Kilise ve Kilise Tarihi

Cyril Lucaris’in İnanç Bildirgesi

Cyril Lucar ya da Lucaris, 1572 yıllında Yunanistan’da doğmuştur. İstanbul Grek Ortodoks Patrikliğine kadar yükselmiş olmasına rağmen, Cyril 16. yüzyıl Kalvinizm’inden oldukça etkilenmiştir. Sonuç olarak da, Protestan Reform ruhuyla ve güçlü bir şekilde Roma Katolikliğine karşı gelerek, Ortodoksluk inancında Kalvinizm yönünde devrim yapma girişiminde bulunmuştur.

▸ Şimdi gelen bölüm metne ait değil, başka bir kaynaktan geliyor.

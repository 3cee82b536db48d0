//! Core runtime configuration.
//!
//! Configuration is resolved once at process startup and passed into
//! [`FileService`](crate::FileService). Nothing in the request path reads the
//! process environment.

use crate::constants::{DEFAULT_INDEX_FILE, DEFAULT_UPLOAD_DIR};
use crate::{FileShareError, FileShareResult};
use std::path::{Path, PathBuf};

/// Core configuration resolved at startup.
#[derive(Clone, Debug)]
pub struct CoreConfig {
    upload_dir: PathBuf,
    index_file: PathBuf,
}

impl CoreConfig {
    /// Create a new `CoreConfig`.
    ///
    /// # Errors
    ///
    /// Returns [`FileShareError::InvalidConfig`] if either path is empty or the
    /// index path names an existing directory.
    pub fn new(upload_dir: PathBuf, index_file: PathBuf) -> FileShareResult<Self> {
        if upload_dir.as_os_str().is_empty() {
            return Err(FileShareError::InvalidConfig(
                "upload directory cannot be empty".into(),
            ));
        }
        if index_file.as_os_str().is_empty() {
            return Err(FileShareError::InvalidConfig(
                "index file cannot be empty".into(),
            ));
        }
        if index_file.is_dir() {
            return Err(FileShareError::InvalidConfig(format!(
                "index file path is a directory: {}",
                index_file.display()
            )));
        }

        Ok(Self {
            upload_dir,
            index_file,
        })
    }

    /// Build a config from raw environment values, falling back to defaults
    /// for anything missing or blank.
    pub fn from_env_values(
        upload_dir: Option<String>,
        index_file: Option<String>,
    ) -> FileShareResult<Self> {
        fn or_default(value: Option<String>, default: &str) -> PathBuf {
            value
                .map(|v| v.trim().to_string())
                .filter(|v| !v.is_empty())
                .map(PathBuf::from)
                .unwrap_or_else(|| PathBuf::from(default))
        }

        Self::new(
            or_default(upload_dir, DEFAULT_UPLOAD_DIR),
            or_default(index_file, DEFAULT_INDEX_FILE),
        )
    }

    pub fn upload_dir(&self) -> &Path {
        &self.upload_dir
    }

    pub fn index_file(&self) -> &Path {
        &self.index_file
    }

    /// Storage path for a resolved filename. The upload directory is flat.
    pub fn storage_path(&self, filename: &str) -> PathBuf {
        self.upload_dir.join(filename)
    }
}
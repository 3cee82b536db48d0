//! Persistent JSON index of stored files.
//!
//! The index is a full snapshot, rewritten on every mutation:
//!
//! ```text
//! {
//!   "files": [
//!     { "filename": "a.txt", "size": 12, "path": "./uploads/a.txt" }
//!   ]
//! }
//! ```
//!
//! Loading never fails the caller. A missing file is an empty catalog; an
//! unreadable or malformed file is logged and whatever entries still parse are
//! kept. Entries written without a `path` resolve to `<upload_dir>/<filename>`.

use crate::catalog::FileRecord;
use crate::constants::{INDEX_FILES_KEY, INDEX_TEMP_SUFFIX};
use crate::error::IndexError;
use serde::{Deserialize, Serialize};
use std::collections::HashSet;
use std::io::ErrorKind;
use std::path::{Path, PathBuf};

#[derive(Serialize)]
struct IndexDocument<'a> {
    files: &'a [FileRecord],
}

#[derive(Deserialize)]
struct IndexEntry {
    filename: String,
    size: u64,
    #[serde(default)]
    path: Option<PathBuf>,
}

/// Reads and writes the JSON snapshot at a fixed path.
#[derive(Debug, Clone)]
pub struct PersistentIndex {
    path: PathBuf,
    upload_dir: PathBuf,
}

impl PersistentIndex {
    /// # Arguments
    ///
    /// * `path` - Location of the index document
    /// * `upload_dir` - Directory used to resolve entries stored without a path
    pub fn new(path: impl Into<PathBuf>, upload_dir: impl Into<PathBuf>) -> Self {
        Self {
            path: path.into(),
            upload_dir: upload_dir.into(),
        }
    }

    pub fn path(&self) -> &Path {
        &self.path
    }

    /// Load every record the index holds.
    ///
    /// Soft-fails: problems are logged and the best available state (possibly
    /// empty) is returned. Duplicate filenames keep their first occurrence.
    pub async fn load(&self) -> Vec<FileRecord> {
        tracing::debug!("loading index from {}", self.path.display());

        let data = match tokio::fs::read(&self.path).await {
            Ok(data) => data,
            Err(e) if e.kind() == ErrorKind::NotFound => {
                tracing::info!(
                    "index file {} not found, starting fresh",
                    self.path.display()
                );
                return Vec::new();
            }
            Err(e) => {
                tracing::warn!("failed to read index file {}: {}", self.path.display(), e);
                return Vec::new();
            }
        };

        let mut document: serde_json::Value = match serde_json::from_slice(&data) {
            Ok(value) => value,
            Err(e) => {
                tracing::warn!("failed to parse index file {}: {}", self.path.display(), e);
                return Vec::new();
            }
        };

        let entries = match document
            .get_mut(INDEX_FILES_KEY)
            .map(serde_json::Value::take)
        {
            Some(serde_json::Value::Array(entries)) => entries,
            Some(serde_json::Value::Null) | None => Vec::new(),
            Some(_) => {
                tracing::warn!(
                    "index file {} has a non-array \"{}\" field, ignoring it",
                    self.path.display(),
                    INDEX_FILES_KEY
                );
                Vec::new()
            }
        };

        let mut seen = HashSet::new();
        let mut records = Vec::with_capacity(entries.len());
        for (position, value) in entries.into_iter().enumerate() {
            let entry: IndexEntry = match serde_json::from_value(value) {
                Ok(entry) => entry,
                Err(e) => {
                    tracing::warn!("skipping index entry {}: {}", position, e);
                    continue;
                }
            };

            if !seen.insert(entry.filename.clone()) {
                tracing::warn!("skipping duplicate index entry for {}", entry.filename);
                continue;
            }

            let storage_path = entry
                .path
                .unwrap_or_else(|| self.upload_dir.join(&entry.filename));
            records.push(FileRecord {
                filename: entry.filename,
                size: entry.size,
                storage_path,
            });
        }

        tracing::info!("index loaded, total files: {}", records.len());
        records
    }

    /// Overwrite the index with `records`.
    ///
    /// The snapshot is written to a sibling temp file and renamed into place,
    /// so readers only ever see a complete document. No retry.
    ///
    /// # Errors
    ///
    /// Returns `IndexError` if serialisation, the temp write or the rename fails.
    pub async fn persist(&self, records: &[FileRecord]) -> Result<(), IndexError> {
        let data = serde_json::to_vec_pretty(&IndexDocument { files: records })
            .map_err(IndexError::Serialization)?;

        let temp_path = self.temp_path();
        if let Err(source) = tokio::fs::write(&temp_path, &data).await {
            return Err(IndexError::Write {
                path: temp_path,
                source,
            });
        }

        if let Err(source) = tokio::fs::rename(&temp_path, &self.path).await {
            if let Err(cleanup) = tokio::fs::remove_file(&temp_path).await {
                tracing::warn!(
                    "failed to remove index temp file {}: {}",
                    temp_path.display(),
                    cleanup
                );
            }
            return Err(IndexError::Write {
                path: self.path.clone(),
                source,
            });
        }

        tracing::debug!(
            "index saved to {} ({} files)",
            self.path.display(),
            records.len()
        );
        Ok(())
    }

    fn temp_path(&self) -> PathBuf {
        let mut name = self.path.clone().into_os_string();
        name.push(INDEX_TEMP_SUFFIX);
        PathBuf::from(name)
    }
}

#[cfg(test)]
mod tests {
    use super::*;
    use std::fs;
    use tempfile::TempDir;

    fn record(upload_dir: &Path, name: &str, size: u64) -> FileRecord {
        FileRecord {
            filename: name.to_string(),
            size,
            storage_path: upload_dir.join(name),
        }
    }

    fn index_in(temp: &TempDir) -> PersistentIndex {
        PersistentIndex::new(temp.path().join("filedata.json"), temp.path().join("uploads"))
    }

    #[tokio::test]
    async fn test_load_missing_file_is_empty() {
        let temp = TempDir::new().unwrap();
        let index = index_in(&temp);
        assert!(index.load().await.is_empty());
    }

    #[tokio::test]
    async fn test_persist_then_load_roundtrip() {
        let temp = TempDir::new().unwrap();
        let index = index_in(&temp);
        let uploads = temp.path().join("uploads");
        let records = vec![
            record(&uploads, "b.txt", 2),
            record(&uploads, "a.txt", 12),
        ];

        index.persist(&records).await.unwrap();

        assert_eq!(index.load().await, records);
        assert!(!index.temp_path().exists());
    }

    #[tokio::test]
    async fn test_failed_rename_removes_temp_file() {
        let temp = TempDir::new().unwrap();
        let index = index_in(&temp);
        fs::create_dir_all(index.path().join("occupied")).unwrap();

        let result = index.persist(&[]).await;

        assert!(matches!(result, Err(IndexError::Write { .. })));
        assert!(!index.temp_path().exists());
    }

    #[tokio::test]
    async fn test_persist_writes_human_readable_document() {
        let temp = TempDir::new().unwrap();
        let index = index_in(&temp);
        let uploads = temp.path().join("uploads");

        index
            .persist(&[record(&uploads, "a.txt", 12)])
            .await
            .unwrap();

        let text = fs::read_to_string(index.path()).unwrap();
        assert!(text.contains('\n'));
        let value: serde_json::Value = serde_json::from_str(&text).unwrap();
        assert_eq!(value["files"][0]["filename"], "a.txt");
        assert_eq!(value["files"][0]["size"], 12);
    }

    #[tokio::test]
    async fn test_load_malformed_file_is_empty() {
        let temp = TempDir::new().unwrap();
        let index = index_in(&temp);
        fs::write(index.path(), "{ not json").unwrap();

        assert!(index.load().await.is_empty());
    }

    #[tokio::test]
    async fn test_load_keeps_valid_entries() {
        let temp = TempDir::new().unwrap();
        let index = index_in(&temp);
        fs::write(
            index.path(),
            r#"{"files": [
                {"filename": "good.txt", "size": 3, "path": "/data/good.txt"},
                {"filename": "bad.txt", "size": "three"},
                {"filename": "good.txt", "size": 9},
                {"filename": "legacy.txt", "size": 5}
            ]}"#,
        )
        .unwrap();

        let records = index.load().await;

        assert_eq!(records.len(), 2);
        assert_eq!(records[0].filename, "good.txt");
        assert_eq!(records[0].size, 3);
        assert_eq!(records[0].storage_path, PathBuf::from("/data/good.txt"));
        assert_eq!(records[1].filename, "legacy.txt");
        assert_eq!(
            records[1].storage_path,
            temp.path().join("uploads").join("legacy.txt")
        );
    }

    #[tokio::test]
    async fn test_load_null_files_is_empty() {
        let temp = TempDir::new().unwrap();
        let index = index_in(&temp);
        fs::write(index.path(), r#"{"files": null}"#).unwrap();

        assert!(index.load().await.is_empty());
    }

    #[tokio::test]
    async fn test_persist_fails_when_parent_missing() {
        let temp = TempDir::new().unwrap();
        let index = PersistentIndex::new(
            temp.path().join("missing").join("filedata.json"),
            temp.path().join("uploads"),
        );

        let result = index.persist(&[]).await;

        assert!(matches!(result, Err(IndexError::Write { .. })));
    }
}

cyril lucarisCyril’in inandıklarının özeti niteliğinde olan ve orijinal olarak Latince yazılmış olan bu on sekiz noktadan oluşmuş inanç bildirgesi, 1629 yılında Cenevre’de yayınlanmıştır. Bu bildirge, Doğu Ortodoks dini uygulamalarının bazı temel doktrinlerine meydan okuduğu için, diğer Ortodoks önderler arasında anında şiddetli tepkilerin doğmasına neden olmuştur. 1672 yılında, Cyril’in iddialarını çürütmek için, Yeruşalim’den bir Doğu Ortodoks Kilisesi Meclis’i (Sinod) çağrılmıştır. Ortodoks önderleri, Cyril’in inanç bildirgesinin, Doğu kiliseleri arasında kendi etkilerini yaymak için Kalvinistler tarafından sahtekar bir şekilde düzenlendiğini ileri sürmüşlerdir. Bu önderler, Cyril’in bilinen yazılarından alıntılar yaparak Cyril’in inanç bildirgesinde belirttiği düşüncelerin arkasında olmadığını göstermeye çalışmışlardır. Buna ilaveten, bu bildirgenin bir Ortodoks Patriği tarafından yapılan resmi bir bildiri olmadığını ileri sürmüşlerdir.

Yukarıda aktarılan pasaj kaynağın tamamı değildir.